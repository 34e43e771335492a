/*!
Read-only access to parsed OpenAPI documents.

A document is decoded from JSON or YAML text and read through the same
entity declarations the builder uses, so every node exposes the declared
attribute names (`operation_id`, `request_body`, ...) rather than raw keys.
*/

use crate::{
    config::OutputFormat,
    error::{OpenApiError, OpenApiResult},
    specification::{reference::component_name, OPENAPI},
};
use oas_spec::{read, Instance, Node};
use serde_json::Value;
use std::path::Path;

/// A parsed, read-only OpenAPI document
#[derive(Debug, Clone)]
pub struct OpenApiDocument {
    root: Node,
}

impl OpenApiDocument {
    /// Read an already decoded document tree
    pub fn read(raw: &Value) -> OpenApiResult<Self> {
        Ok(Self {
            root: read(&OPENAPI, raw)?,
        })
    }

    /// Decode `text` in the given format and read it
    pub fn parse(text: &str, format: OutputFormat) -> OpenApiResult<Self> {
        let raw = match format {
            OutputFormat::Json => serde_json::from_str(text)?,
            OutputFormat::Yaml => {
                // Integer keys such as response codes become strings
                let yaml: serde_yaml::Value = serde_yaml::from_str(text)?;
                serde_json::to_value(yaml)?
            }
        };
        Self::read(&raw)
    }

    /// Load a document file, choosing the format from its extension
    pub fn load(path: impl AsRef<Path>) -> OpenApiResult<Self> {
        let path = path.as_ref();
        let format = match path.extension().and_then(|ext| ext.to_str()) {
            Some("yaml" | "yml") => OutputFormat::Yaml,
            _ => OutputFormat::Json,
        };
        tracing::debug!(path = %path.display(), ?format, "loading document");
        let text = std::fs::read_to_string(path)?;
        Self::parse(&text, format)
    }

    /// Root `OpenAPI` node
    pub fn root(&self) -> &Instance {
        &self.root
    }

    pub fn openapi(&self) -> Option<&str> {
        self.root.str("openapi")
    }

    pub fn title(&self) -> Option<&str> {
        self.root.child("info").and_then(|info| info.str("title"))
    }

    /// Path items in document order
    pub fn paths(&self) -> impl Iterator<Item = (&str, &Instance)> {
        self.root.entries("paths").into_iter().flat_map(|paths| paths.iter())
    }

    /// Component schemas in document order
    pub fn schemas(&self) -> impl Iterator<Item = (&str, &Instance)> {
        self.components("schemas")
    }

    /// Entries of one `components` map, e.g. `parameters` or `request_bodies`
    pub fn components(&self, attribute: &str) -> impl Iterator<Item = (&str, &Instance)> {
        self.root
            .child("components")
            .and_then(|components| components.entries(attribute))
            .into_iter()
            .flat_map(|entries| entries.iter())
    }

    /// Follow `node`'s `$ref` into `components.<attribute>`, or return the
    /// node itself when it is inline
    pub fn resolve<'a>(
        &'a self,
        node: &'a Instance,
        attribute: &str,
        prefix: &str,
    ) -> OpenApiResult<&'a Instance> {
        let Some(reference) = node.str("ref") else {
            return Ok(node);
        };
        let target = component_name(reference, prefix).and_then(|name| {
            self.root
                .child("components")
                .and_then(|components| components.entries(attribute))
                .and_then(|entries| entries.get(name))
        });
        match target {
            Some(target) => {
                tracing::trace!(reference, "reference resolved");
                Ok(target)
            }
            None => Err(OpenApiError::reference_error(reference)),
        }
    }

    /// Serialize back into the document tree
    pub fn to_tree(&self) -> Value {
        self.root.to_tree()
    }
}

----

▸ Brief
Go through the records and copy each line with "only" in it.

▸ Completed exercise
Read-only access to parsed OpenAPI documents.
/// A parsed, read-only OpenAPI document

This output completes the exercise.